To add to what we've already heard when we've been talking about data today, I think it's really important that it be standardized and that it is being used for the right reasons. What we really want to see is a data-driven, outcome-based system so that we're using the data to make sure that we're accountable for the investments we're making in health care, and that it's driving the outcomes we want to see in our system. I think if we design it from that lens, we can then use the data to be monitoring what we're doing and seeing how close we're getting to the outcomes that we want to be seeing, and also to give feedback to the providers in the system about the care they're giving to patients. There are many ways that effective use of data could improve the quality of care and accountability in the system.
I think what's going to be critical and why we feel this needs to be a pan-Canadian approach is to allow for that standardization across the country and to make sure that we're creating those basic standards across the country so that we're all moving in the same direction. I think that's true from the patient data side.
From the human health resource planning side, I think the data is going to be needed so that we can actually know what we're trying to do. I think from what you've heard today, some of why it's hard to answer some of the very specific questions about things like how many nurses and doctors...and where exactly they are, is that we don't know.
The other problem is that sometimes we're not counting the right things. We could probably tell you how many people are licensed as a family doctor in Canada, but how many of those physicians are actually providing primary care in a rostered or longitudinal manner may be more difficult to do.
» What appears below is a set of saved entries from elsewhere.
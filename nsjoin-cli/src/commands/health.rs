//! Health check command implementation

use anyhow::Result;
use std::path::Path;

/// Execute health check command
pub fn execute() -> Result<()> {
    println!("\n🏥 Nsjoin Health Check\n");
    println!("{:-<60}", "");

    check_namespace_support()?;
    check_label_support();
    check_permissions();
    check_launcher();

    println!("{:-<60}", "");
    println!("\n✅ Health check complete\n");

    Ok(())
}

/// Check if running as root
fn is_root() -> bool {
    unsafe { libc::getuid() == 0 }
}

/// Check if namespace support is available
fn check_namespace_support() -> Result<()> {
    print!("Checking namespace support... ");

    let ns_dir = Path::new("/proc/self/ns");
    if !ns_dir.exists() {
        println!("❌ NOT SUPPORTED");
        anyhow::bail!(
            "Kernel doesn't support namespaces\n\
             \n\
             Your kernel may be too old or compiled without namespace support."
        );
    }

    let required = ["pid", "mnt", "uts", "ipc", "net"];
    let mut missing = Vec::new();

    for ns_type in &required {
        if !ns_dir.join(ns_type).exists() {
            missing.push(*ns_type);
        }
    }

    if !missing.is_empty() {
        println!("❌ INCOMPLETE");
        println!("   Missing: {}", missing.join(", "));
        anyhow::bail!(
            "Required namespace types not available\n\
             \n\
             Your kernel may need to be reconfigured."
        );
    }

    println!("✅ OK (all types available)");
    Ok(())
}

/// Check whether the kernel exposes process security labels
fn check_label_support() {
    print!("Checking security label support... ");

    match std::fs::read("/proc/self/attr/current") {
        Ok(raw) if !raw.is_empty() => println!("✅ OK"),
        Ok(_) => println!("⚠️  EMPTY (no LSM label, transitions will be skipped)"),
        Err(e) => {
            println!("⚠️  UNAVAILABLE ({e})");
            println!("   Label transitions will be skipped");
        }
    }
}

/// Check if running with proper permissions
fn check_permissions() {
    print!("Checking permissions... ");

    if is_root() {
        println!("✅ OK (root)");
    } else {
        println!("⚠️  NOT ROOT");
        println!("   exec-in needs root to join namespaces");
        println!("   Try: sudo nsjoin health");
    }
}

/// Check if the nsenter launcher is available on PATH
fn check_launcher() {
    print!("Checking for {} launcher... ", nsjoin_exec::execin::LAUNCHER);

    if let Some(path) = find_on_path(nsjoin_exec::execin::LAUNCHER) {
        println!("✅ OK ({})", path.display());
    } else {
        println!("❌ NOT FOUND");
        println!("   exec-in dispatches through nsenter; install util-linux");
    }
}

/// Resolve a program name against PATH
fn find_on_path(program: &str) -> Option<std::path::PathBuf> {
    let path = std::env::var_os("PATH")?;

    std::env::split_paths(&path)
        .map(|dir| dir.join(program))
        .find(|candidate| candidate.is_file())
}

#[cfg(test)]
mod tests {
    use super::*;

    #[test]
    fn test_find_on_path_known_binary() {
        // sh is on PATH in any environment these tests run in
        assert!(find_on_path("sh").is_some());
    }

    #[test]
    fn test_find_on_path_missing_binary() {
        assert!(find_on_path("definitely-not-a-real-binary-name").is_none());
    }
}
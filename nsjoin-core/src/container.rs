//! Container descriptor: declared namespaces and environment

use serde::{Deserialize, Serialize};
use std::collections::HashMap;
use std::path::Path;

use crate::{Error, Result};

/// Read-only description of an existing container.
///
/// Maps namespace-kind names (`mount`, `uts`, `ipc`, `network`, `pid`,
/// `user`, `cgroup`) to an enabled flag, and environment-variable names to
/// values. The descriptor is supplied by configuration; nsjoin never mutates
/// it during a run.
#[derive(Debug, Clone, Default, Serialize, Deserialize)]
pub struct Container {
    /// Namespace kind name -> enabled
    #[serde(default)]
    pub namespaces: HashMap<String, bool>,

    /// Environment variable name -> value
    #[serde(default)]
    pub env: HashMap<String, String>,
}

impl Container {
    /// Create an empty descriptor (no namespaces, no environment)
    #[must_use]
    pub fn new() -> Self {
        Self::default()
    }

    /// Declare a namespace kind as enabled or disabled
    #[must_use]
    pub fn with_namespace(mut self, kind: impl Into<String>, enabled: bool) -> Self {
        self.namespaces.insert(kind.into(), enabled);
        self
    }

    /// Add an environment variable
    #[must_use]
    pub fn with_env(mut self, key: impl Into<String>, value: impl Into<String>) -> Self {
        self.env.insert(key.into(), value.into());
        self
    }

    /// Check whether a namespace kind is declared and enabled
    #[must_use]
    pub fn namespace_enabled(&self, kind: &str) -> bool {
        self.namespaces.get(kind).copied().unwrap_or(false)
    }

    /// Parse a descriptor from a JSON document
    ///
    /// # Errors
    /// Returns [`Error::InvalidConfig`] if the document is malformed
    pub fn from_json(json: &str) -> Result<Self> {
        serde_json::from_str(json).map_err(|e| Error::InvalidConfig {
            message: format!("Malformed container descriptor: {e}"),
        })
    }

    /// Load a descriptor from a JSON file
    ///
    /// # Errors
    /// Returns [`Error::InvalidConfig`] if the file cannot be read or parsed
    pub fn from_json_file(path: impl AsRef<Path>) -> Result<Self> {
        let path = path.as_ref();
        let json = std::fs::read_to_string(path).map_err(|e| Error::InvalidConfig {
            message: format!("Cannot read container descriptor {}: {e}", path.display()),
        })?;

        tracing::debug!(path = %path.display(), "Loaded container descriptor");
        Self::from_json(&json)
    }

    /// Environment as `KEY=VALUE` strings, the shape execvpe expects
    #[must_use]
    pub fn env_strings(&self) -> Vec<String> {
        self.env.iter().map(|(k, v)| format!("{k}={v}")).collect()
    }
}

#[cfg(test)]
mod tests {
    use super::*;

    #[test]
    fn test_builder_pattern() {
        let container = Container::new()
            .with_namespace("mount", true)
            .with_namespace("pid", false)
            .with_env("PATH", "/usr/bin");

        assert!(container.namespace_enabled("mount"));
        assert!(!container.namespace_enabled("pid"));
        assert_eq!(container.env.get("PATH").map(String::as_str), Some("/usr/bin"));
    }

    #[test]
    fn test_undeclared_namespace_is_disabled() {
        let container = Container::new();
        assert!(!container.namespace_enabled("network"));
    }

    #[test]
    fn test_from_json() {
        let container = Container::from_json(
            r#"{
                "namespaces": {"mount": true, "uts": false},
                "env": {"TERM": "xterm"}
            }"#,
        )
        .unwrap();

        assert!(container.namespace_enabled("mount"));
        assert!(!container.namespace_enabled("uts"));
        assert_eq!(container.env.get("TERM").map(String::as_str), Some("xterm"));
    }

    #[test]
    fn test_from_json_missing_sections_default_empty() {
        let container = Container::from_json("{}").unwrap();
        assert!(container.namespaces.is_empty());
        assert!(container.env.is_empty());
    }

    #[test]
    fn test_from_json_malformed() {
        let err = Container::from_json("{not json").unwrap_err();
        assert!(matches!(err, Error::InvalidConfig { .. }));
    }

    #[test]
    fn test_from_json_file_missing() {
        let err = Container::from_json_file("/nonexistent/container.json").unwrap_err();
        assert!(matches!(err, Error::InvalidConfig { .. }));
    }

    #[test]
    fn test_env_strings() {
        let container = Container::new().with_env("HOME", "/root");
        assert_eq!(container.env_strings(), vec!["HOME=/root".to_string()]);
    }
}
That's why things like saying we need x more people is challenging, because if you add a thousand family doctors to a province but none of them actually takes on a patient panel, it's not solving the problem of access to primary care.
I think we need to be really clear about what we're trying to collect with the data. We need to make sure that it's linked to the outcomes that we're wanting in our system, and that the whole point of it is accountability, because we know that investments in the Canadian health care system are a very significant use of our tax dollars.